§ PROBLEM
Count the lines below containing "that"; state the number only.

SOURCE DATA Start Marker

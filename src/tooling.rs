//! Tooling Layer
//!
//! Command-line surface for treefs: batch replay, the request server, and a
//! one-shot client.

pub mod cli;

pub use cli::{Cli, CliContext, Commands, DumpFormat};
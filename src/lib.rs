//! treefs: Concurrent In-Memory Filesystem
//!
//! A hierarchical filesystem held in a fixed-size inode table and shared by
//! many threads. Operations lock only the nodes they touch: lookups, creates
//! and deletes couple locks down the path, and moves take their locks in id
//! order with non-blocking attempts and backoff.

pub mod batch;
pub mod client;
pub mod command;
pub mod concurrency;
pub mod config;
pub mod dispatch;
pub mod error;
pub mod logging;
pub mod server;
pub mod store;
pub mod tooling;
pub mod tree;
pub mod types;

pub use error::{ApiError, FsError, FsResult};
pub use tree::FileSystem;
pub use types::{NodeId, NodeKind};
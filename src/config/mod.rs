//! Configuration
//!
//! Layered configuration for treefs: built-in defaults, then the global config
//! file, then an explicit or working-directory `treefs.toml`, then `TREEFS__*`
//! environment variables.

pub mod facade;
pub mod merge;
pub mod sources;

pub use facade::ConfigLoader;

use crate::logging::LoggingConfig;
use crate::types::{INODE_TABLE_SIZE, MAX_DIR_ENTRIES};
use serde::{Deserialize, Serialize};
use std::path::PathBuf;

/// Top-level configuration
#[derive(Debug, Clone, Default, Serialize, Deserialize)]
pub struct TreeFsConfig {
    #[serde(default)]
    pub store: StoreConfig,
    #[serde(default)]
    pub backoff: BackoffConfig,
    #[serde(default)]
    pub server: ServerConfig,
    #[serde(default)]
    pub batch: BatchConfig,
    #[serde(default)]
    pub logging: LoggingConfig,
}

/// Inode table sizing
#[derive(Debug, Clone, Serialize, Deserialize)]
pub struct StoreConfig {
    #[serde(default = "default_inode_table_size")]
    pub inode_table_size: usize,
    #[serde(default = "default_max_dir_entries")]
    pub max_dir_entries: usize,
}

fn default_inode_table_size() -> usize {
    INODE_TABLE_SIZE
}

fn default_max_dir_entries() -> usize {
    MAX_DIR_ENTRIES
}

impl Default for StoreConfig {
    fn default() -> Self {
        Self {
            inode_table_size: default_inode_table_size(),
            max_dir_entries: default_max_dir_entries(),
        }
    }
}

/// Retry policy for the move operation's lock acquisition
#[derive(Debug, Clone, Copy, Serialize, Deserialize)]
pub struct BackoffConfig {
    /// Retries that only yield before waiting starts
    #[serde(default = "default_spin_retries")]
    pub spin_retries: u32,
    /// Initial upper bound of the randomized wait (microseconds)
    #[serde(default = "default_base_delay_us")]
    pub base_delay_us: u64,
    /// Cap on the randomized wait (microseconds)
    #[serde(default = "default_max_delay_us")]
    pub max_delay_us: u64,
}

fn default_spin_retries() -> u32 {
    4
}

fn default_base_delay_us() -> u64 {
    50
}

fn default_max_delay_us() -> u64 {
    5_000
}

impl Default for BackoffConfig {
    fn default() -> Self {
        Self {
            spin_retries: default_spin_retries(),
            base_delay_us: default_base_delay_us(),
            max_delay_us: default_max_delay_us(),
        }
    }
}

/// Request server settings
#[derive(Debug, Clone, Serialize, Deserialize)]
pub struct ServerConfig {
    #[serde(default = "default_socket")]
    pub socket: PathBuf,
    #[serde(default = "default_threads")]
    pub threads: usize,
}

fn default_socket() -> PathBuf {
    PathBuf::from("/tmp/treefs.sock")
}

fn default_threads() -> usize {
    4
}

impl Default for ServerConfig {
    fn default() -> Self {
        Self {
            socket: default_socket(),
            threads: default_threads(),
        }
    }
}

/// Batch runner settings
#[derive(Debug, Clone, Serialize, Deserialize)]
pub struct BatchConfig {
    #[serde(default = "default_threads")]
    pub threads: usize,
    /// Commands buffered between the reader and the workers
    #[serde(default = "default_queue_depth")]
    pub queue_depth: usize,
}

fn default_queue_depth() -> usize {
    10
}

impl Default for BatchConfig {
    fn default() -> Self {
        Self {
            threads: default_threads(),
            queue_depth: default_queue_depth(),
        }
    }
}
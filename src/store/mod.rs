//! Node Store
//!
//! Fixed-capacity inode table. Every slot owns one reader/writer lock guarding
//! its kind and payload; the set of free slot ids has a lock of its own that is
//! only ever held for the duration of a pop or a push.

pub mod dir;

pub use dir::{DirEntries, DirEntry};

use crate::concurrency::LockSet;
use crate::config::StoreConfig;
use crate::error::{FsError, FsResult};
use crate::types::{NodeHandle, NodeId, NodeKind, ROOT};
use parking_lot::{Mutex, RwLock};
use serde::Serialize;
use std::collections::BTreeSet;
use tracing::debug;

/// Kind-dependent node content
#[derive(Debug, Clone, PartialEq, Eq)]
pub enum Payload {
    File,
    Directory(DirEntries),
}

impl Payload {
    pub fn kind(&self) -> NodeKind {
        match self {
            Payload::File => NodeKind::File,
            Payload::Directory(_) => NodeKind::Directory,
        }
    }

    pub fn entries_mut(&mut self) -> FsResult<&mut DirEntries> {
        match self {
            Payload::Directory(entries) => Ok(entries),
            Payload::File => Err(FsError::NotADirectory),
        }
    }
}

/// Contents of one inode table slot
#[derive(Debug)]
pub struct NodeSlot {
    generation: u64,
    payload: Option<Payload>,
}

impl NodeSlot {
    fn free() -> Self {
        Self {
            generation: 0,
            payload: None,
        }
    }

    pub fn generation(&self) -> u64 {
        self.generation
    }

    pub fn is_allocated(&self) -> bool {
        self.payload.is_some()
    }

    pub fn kind(&self) -> Option<NodeKind> {
        self.payload.as_ref().map(Payload::kind)
    }

    pub fn payload(&self) -> Option<&Payload> {
        self.payload.as_ref()
    }

    /// Whether this slot still holds the node `handle` was taken from.
    pub fn matches(&self, handle: NodeHandle) -> bool {
        self.is_allocated() && self.generation == handle.generation
    }

    pub fn directory(&self) -> FsResult<&DirEntries> {
        match &self.payload {
            Some(Payload::Directory(entries)) => Ok(entries),
            Some(Payload::File) => Err(FsError::NotADirectory),
            None => Err(FsError::NotFound),
        }
    }

}

/// NodeRecord: point-in-time snapshot of an allocated node
#[derive(Debug, Clone, PartialEq, Eq, Serialize)]
pub struct NodeRecord {
    pub id: NodeId,
    pub kind: NodeKind,
    pub children: Vec<DirEntry>,
}

/// The inode table shared by every operation.
pub struct NodeStore {
    nodes: Box<[RwLock<NodeSlot>]>,
    free: Mutex<BTreeSet<NodeId>>,
    dir_capacity: usize,
}

impl NodeStore {
    /// Build the table and allocate the root directory in slot zero.
    pub fn new(config: &StoreConfig) -> Self {
        Self::with_capacity(config.inode_table_size, config.max_dir_entries)
    }

    pub fn with_capacity(table_size: usize, dir_capacity: usize) -> Self {
        assert!(table_size > 0, "inode table needs room for the root");
        let nodes = (0..table_size)
            .map(|_| RwLock::new(NodeSlot::free()))
            .collect::<Vec<_>>()
            .into_boxed_slice();
        let free = (0..table_size as u32).map(NodeId).collect();
        let store = Self {
            nodes,
            free: Mutex::new(free),
            dir_capacity,
        };

        match store.allocate(NodeKind::Directory) {
            Ok(id) if id == ROOT => {}
            other => panic!("failed to allocate root inode: {:?}", other),
        }
        store
    }

    pub fn capacity(&self) -> usize {
        self.nodes.len()
    }

    pub fn dir_capacity(&self) -> usize {
        self.dir_capacity
    }

    /// Number of allocated slots, root included.
    pub fn allocated_count(&self) -> usize {
        self.nodes.len() - self.free.lock().len()
    }

    pub(crate) fn slot_lock(&self, id: NodeId) -> &RwLock<NodeSlot> {
        &self.nodes[id.index()]
    }

    /// Claim the lowest free slot and initialize it as `kind`.
    pub fn allocate(&self, kind: NodeKind) -> FsResult<NodeId> {
        let id = self.free.lock().pop_first().ok_or(FsError::TableFull)?;

        // The slot is unreachable from the tree; the only possible holder is a
        // mover probing a stale handle, which never blocks on it.
        let mut slot = self.nodes[id.index()].write();
        debug_assert!(!slot.is_allocated(), "free set handed out a live slot");
        slot.payload = Some(match kind {
            NodeKind::File => Payload::File,
            NodeKind::Directory => Payload::Directory(DirEntries::with_capacity(self.dir_capacity)),
        });
        debug!(node = %id, %kind, generation = slot.generation, "allocated inode");
        Ok(id)
    }

    /// Return a write-locked slot to the free set.
    pub fn free(&self, locks: &mut LockSet<'_>, id: NodeId) -> FsResult<()> {
        assert!(!id.is_root(), "attempted to free the root inode");
        let slot = locks.slot_mut(id).ok_or(FsError::NotFound)?;
        if slot.payload.take().is_none() {
            return Err(FsError::NotFound);
        }
        slot.generation += 1;
        self.free.lock().insert(id);
        debug!(node = %id, "freed inode");
        Ok(())
    }

    /// Snapshot of a node the caller holds at least a read lock on.
    pub fn get(&self, locks: &LockSet<'_>, id: NodeId) -> FsResult<NodeRecord> {
        let slot = locks.slot(id).ok_or(FsError::NotFound)?;
        let payload = slot.payload().ok_or(FsError::NotFound)?;
        let children = match payload {
            Payload::File => Vec::new(),
            Payload::Directory(entries) => entries.iter().cloned().collect(),
        };
        Ok(NodeRecord {
            id,
            kind: payload.kind(),
            children,
        })
    }

    /// Apply `f` to the payload of a node the caller holds the write lock on.
    pub fn mutate_payload<R>(
        &self,
        locks: &mut LockSet<'_>,
        id: NodeId,
        f: impl FnOnce(&mut Payload) -> FsResult<R>,
    ) -> FsResult<R> {
        let slot = locks.slot_mut(id).ok_or(FsError::NotFound)?;
        let payload = slot.payload.as_mut().ok_or(FsError::NotFound)?;
        f(payload)
    }
}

SOURCE DATA End Marker

§ ANSWER FOR THE TASK
2